As a cultural reference, MAD magazine may have died decades ago. This is a not a disparagement, but a statement of fact. The kind of satire the august, anarchic comic first unleashed on the world of 1952 debuted in a cultural milieu that is no more, and a form—the illustrated, satirical periodical—that is increasingly niche. MAD left an indelible impression on American publishing’s past, but as the magazine’s legendary cartoonist Al Jaffee tells The Washington Post, “it’s mostly nostalgia now.”
Responding to the market’s cues, MAD will more or less disappear from newsstands, publishing legacy content on a subscription-only basis and on the direct market, “a.k.a. specialty and comic book stores,” writes Gizmodo, “like the vast majority of DC’s comics output is already.” MAD shaped itself in opposition to Cold War paranoia and never seemed to find a new edge after favorite targets like Richard Nixon and Ronald Reagan left the scene. The magazine turned almost exclusively to pop culture parody in the 90s. As ABC News reports, MAD “peaked at 2.8 million subscribers in 1973,” then began its decline, with only “140,000 left as of 2017.”
The magazine’s founding editor, cartoonist Harvey Kurtzman, passed away in 1993. His successor Al Feldstein, who brought the magazine to international prominence, died in 2014. MAD's longtime, tight-knit staff of writers and cartoonists are mostly retired, and most are sanguine about the winding down. “It’s been a logical development,” comments another MAD cartooning legend, Sergio Aragonés. To wit, after Issue 10 (MAD re-numbered last June) comes out this fall, there will be no new content, “except for the end-of-year specials,” notes The Post. “All issues after that will be republished content culled from 67 years of publication.”

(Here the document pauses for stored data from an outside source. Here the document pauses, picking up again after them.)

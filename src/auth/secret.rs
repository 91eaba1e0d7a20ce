//! Redacted wrapper for app secrets, refresh tokens, and callback keys.

// self
use crate::_prelude::*;

/// Secret string that never appears in `Debug` or `Display` output.
#[derive(Clone, Default, PartialEq, Eq, Serialize, Deserialize)]
#[serde(transparent)]
pub struct TokenSecret(String);
impl TokenSecret {
	/// Wraps a secret string.
	pub fn new(value: impl Into<String>) -> Self {
		Self(value.into())
	}

	/// Returns the raw secret. Callers must avoid logging this string.
	pub fn expose(&self) -> &str {
		&self.0
	}

	/// Returns `true` when no secret material is present.
	pub fn is_empty(&self) -> bool {
		self.0.is_empty()
	}
}
impl From<&str> for TokenSecret {
	fn from(value: &str) -> Self {
		Self::new(value)
	}
}
impl From<String> for TokenSecret {
	fn from(value: String) -> Self {
		Self(value)
	}
}
impl Debug for TokenSecret {
	fn fmt(&self, f: &mut Formatter) -> FmtResult {
		f.debug_tuple("TokenSecret").field(&"<redacted>").finish()
	}
}
impl Display for TokenSecret {
	fn fmt(&self, f: &mut Formatter) -> FmtResult {
		f.write_str("<redacted>")
	}
}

This still represents a great way for newcomers to MAD to catch up on its wildly skewed view of the last half of the 20th century, though some imagination is required to appreciate how subversive their humor was for much of its run. MAD inspired countless offshoots in the decade after its founding, setting the tone for radical campus publications, countercultural cartoonists, and comic writers, some of whom went on to become Stephen Colbert and Judd Apatow, who both wrote in the pages of MAD about how much the magazine meant to them during their apprentice years.
The list of MAD devotees, both famous and not (I count myself among the latter), runs into the millions, but it runs along some obvious demographic divides. As the magazine is poised to become a gift-shop version of itself, tributes have poured in for its editors, writers, and cartoonists—all of them, to a man, well, men. And most of those tributes—those from prominent cartoonists and writers claiming MAD as a formative influence, at least—are also from men of a certain generation, most of them straight and white.
Such market segmentation, one might say, speaks to the way MAD's brand of political satire remained embedded in its heyday. As laid-back cartoonists Jaffee and Aragonés recognize, you can’t stay young and relevant forever—though MAD had a remarkably good run. The Post offers a notable example of Mad’s passage into history. When the current president “mockingly referred to Democratic presidential candidate Pete Buttigieg as Alfred E. Neuman”—the once-ubiquitous, gap-toothed symbol of take-no-prisoners irreverence—the 37-year-old Buttigieg replied, “I’ll be honest. I had to Google that.”